→ Work to complete
The answer should consist of every line of the material, repeated verbatim.

→ Input
/---
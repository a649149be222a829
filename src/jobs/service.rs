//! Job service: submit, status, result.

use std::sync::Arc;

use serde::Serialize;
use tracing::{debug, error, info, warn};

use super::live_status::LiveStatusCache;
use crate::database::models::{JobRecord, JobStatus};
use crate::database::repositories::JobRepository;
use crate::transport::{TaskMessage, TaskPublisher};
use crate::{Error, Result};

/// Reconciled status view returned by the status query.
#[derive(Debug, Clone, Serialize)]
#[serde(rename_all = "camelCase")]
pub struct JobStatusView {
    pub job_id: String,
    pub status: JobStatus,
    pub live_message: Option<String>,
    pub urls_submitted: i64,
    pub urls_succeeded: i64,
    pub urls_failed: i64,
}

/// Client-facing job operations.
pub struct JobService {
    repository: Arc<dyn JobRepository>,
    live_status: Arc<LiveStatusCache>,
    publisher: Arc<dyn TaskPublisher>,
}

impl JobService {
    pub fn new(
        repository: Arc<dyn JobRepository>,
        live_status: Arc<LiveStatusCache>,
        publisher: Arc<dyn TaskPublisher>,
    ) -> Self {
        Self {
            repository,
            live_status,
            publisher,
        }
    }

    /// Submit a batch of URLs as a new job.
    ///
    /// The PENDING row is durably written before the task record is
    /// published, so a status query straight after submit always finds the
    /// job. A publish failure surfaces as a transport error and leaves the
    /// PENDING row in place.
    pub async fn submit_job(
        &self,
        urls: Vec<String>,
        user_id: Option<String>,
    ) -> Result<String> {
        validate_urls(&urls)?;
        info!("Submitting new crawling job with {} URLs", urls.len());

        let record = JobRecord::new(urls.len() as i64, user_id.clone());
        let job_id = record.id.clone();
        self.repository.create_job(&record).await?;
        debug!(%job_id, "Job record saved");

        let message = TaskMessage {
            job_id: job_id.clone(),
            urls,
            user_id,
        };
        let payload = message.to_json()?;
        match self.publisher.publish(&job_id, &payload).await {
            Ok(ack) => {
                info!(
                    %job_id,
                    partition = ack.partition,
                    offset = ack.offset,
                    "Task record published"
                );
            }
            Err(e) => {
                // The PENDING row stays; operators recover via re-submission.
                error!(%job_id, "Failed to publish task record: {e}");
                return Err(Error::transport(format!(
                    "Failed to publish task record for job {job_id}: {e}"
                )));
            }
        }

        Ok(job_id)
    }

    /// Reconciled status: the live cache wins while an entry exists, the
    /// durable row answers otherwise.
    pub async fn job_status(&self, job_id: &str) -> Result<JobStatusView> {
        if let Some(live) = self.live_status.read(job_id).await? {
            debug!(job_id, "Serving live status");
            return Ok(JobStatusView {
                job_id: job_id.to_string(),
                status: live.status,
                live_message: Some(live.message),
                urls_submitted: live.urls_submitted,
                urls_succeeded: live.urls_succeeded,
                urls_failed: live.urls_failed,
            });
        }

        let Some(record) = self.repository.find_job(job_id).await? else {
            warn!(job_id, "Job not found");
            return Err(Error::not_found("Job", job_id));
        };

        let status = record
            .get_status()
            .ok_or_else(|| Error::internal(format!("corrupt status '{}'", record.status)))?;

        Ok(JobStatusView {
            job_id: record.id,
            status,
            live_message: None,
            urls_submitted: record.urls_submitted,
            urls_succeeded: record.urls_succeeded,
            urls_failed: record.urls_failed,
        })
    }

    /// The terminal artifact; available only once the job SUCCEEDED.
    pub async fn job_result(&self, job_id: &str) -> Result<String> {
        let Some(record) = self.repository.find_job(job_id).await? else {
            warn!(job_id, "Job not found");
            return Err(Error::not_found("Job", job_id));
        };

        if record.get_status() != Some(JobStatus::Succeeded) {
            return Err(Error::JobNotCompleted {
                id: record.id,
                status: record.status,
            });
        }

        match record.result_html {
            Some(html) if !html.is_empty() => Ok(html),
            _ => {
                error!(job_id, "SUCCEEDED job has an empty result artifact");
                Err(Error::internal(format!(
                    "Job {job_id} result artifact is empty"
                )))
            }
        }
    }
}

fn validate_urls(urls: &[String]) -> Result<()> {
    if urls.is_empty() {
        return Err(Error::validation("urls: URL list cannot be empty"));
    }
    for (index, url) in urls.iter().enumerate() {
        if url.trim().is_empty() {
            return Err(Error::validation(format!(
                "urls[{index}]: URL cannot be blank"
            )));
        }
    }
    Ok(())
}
\---
→ Solution to this problem
repository a649149be222a829
filename src/jobs/service.rs
//! Job service: submit, status, result.

use std::sync::Arc;

use serde::Serialize;
use tracing::{debug, error, info, warn};

use super::live_status::LiveStatusCache;
use crate::database::models::{JobRecord, JobStatus};
use crate::database::repositories::JobRepository;
use crate::transport::{TaskMessage, TaskPublisher};
use crate::{Error, Result};

/// Reconciled status view returned by the status query.
#[derive(Debug, Clone, Serialize)]
#[serde(rename_all = "camelCase")]
pub struct JobStatusView {
    pub job_id: String,
    pub status: JobStatus,
    pub live_message: Option<String>,
    pub urls_submitted: i64,
    pub urls_succeeded: i64,
    pub urls_failed: i64,
}

/// Client-facing job operations.
pub struct JobService {
    repository: Arc<dyn JobRepository>,
    live_status: Arc<LiveStatusCache>,
    publisher: Arc<dyn TaskPublisher>,
}

impl JobService {
    pub fn new(
        repository: Arc<dyn JobRepository>,
        live_status: Arc<LiveStatusCache>,
        publisher: Arc<dyn TaskPublisher>,
    ) -> Self {
        Self {
            repository,
            live_status,
            publisher,
        }
    }

    /// Submit a batch of URLs as a new job.
    ///
    /// The PENDING row is durably written before the task record is
    /// published, so a status query straight after submit always finds the
    /// job. A publish failure surfaces as a transport error and leaves the
    /// PENDING row in place.
    pub async fn submit_job(
        &self,
        urls: Vec<String>,
        user_id: Option<String>,
    ) -> Result<String> {
        validate_urls(&urls)?;
        info!("Submitting new crawling job with {} URLs", urls.len());

        let record = JobRecord::new(urls.len() as i64, user_id.clone());
        let job_id = record.id.clone();
        self.repository.create_job(&record).await?;
        debug!(%job_id, "Job record saved");

        let message = TaskMessage {
            job_id: job_id.clone(),
            urls,
            user_id,
        };
        let payload = message.to_json()?;
        match self.publisher.publish(&job_id, &payload).await {
            Ok(ack) => {
                info!(
                    %job_id,
                    partition = ack.partition,
                    offset = ack.offset,
                    "Task record published"
                );
            }
            Err(e) => {
                // The PENDING row stays; operators recover via re-submission.
                error!(%job_id, "Failed to publish task record: {e}");
                return Err(Error::transport(format!(
                    "Failed to publish task record for job {job_id}: {e}"
                )));
            }
        }

        Ok(job_id)
    }

    /// Reconciled status: the live cache wins while an entry exists, the
    /// durable row answers otherwise.
    pub async fn job_status(&self, job_id: &str) -> Result<JobStatusView> {
        if let Some(live) = self.live_status.read(job_id).await? {
            debug!(job_id, "Serving live status");
            return Ok(JobStatusView {
                job_id: job_id.to_string(),
                status: live.status,
                live_message: Some(live.message),
                urls_submitted: live.urls_submitted,
                urls_succeeded: live.urls_succeeded,
                urls_failed: live.urls_failed,
            });
        }

        let Some(record) = self.repository.find_job(job_id).await? else {
            warn!(job_id, "Job not found");
            return Err(Error::not_found("Job", job_id));
        };

        let status = record
            .get_status()
            .ok_or_else(|| Error::internal(format!("corrupt status '{}'", record.status)))?;

        Ok(JobStatusView {
            job_id: record.id,
            status,
            live_message: None,
            urls_submitted: record.urls_submitted,
            urls_succeeded: record.urls_succeeded,
            urls_failed: record.urls_failed,
        })
    }

    /// The terminal artifact; available only once the job SUCCEEDED.
    pub async fn job_result(&self, job_id: &str) -> Result<String> {
        let Some(record) = self.repository.find_job(job_id).await? else {
            warn!(job_id, "Job not found");
            return Err(Error::not_found("Job", job_id));
        };

        if record.get_status() != Some(JobStatus::Succeeded) {
            return Err(Error::JobNotCompleted {
                id: record.id,
                status: record.status,
            });
        }

        match record.result_html {
            Some(html) if !html.is_empty() => Ok(html),
            _ => {
                error!(job_id, "SUCCEEDED job has an empty result artifact");
                Err(Error::internal(format!(
                    "Job {job_id} result artifact is empty"
                )))
            }
        }
    }
}

fn validate_urls(urls: &[String]) -> Result<()> {
    if urls.is_empty() {
        return Err(Error::validation("urls: URL list cannot be empty"));
    }
    for (index, url) in urls.iter().enumerate() {
        if url.trim().is_empty() {
            return Err(Error::validation(format!(
                "urls[{index}]: URL cannot be blank"
            )));
        }
    }
    Ok(())
}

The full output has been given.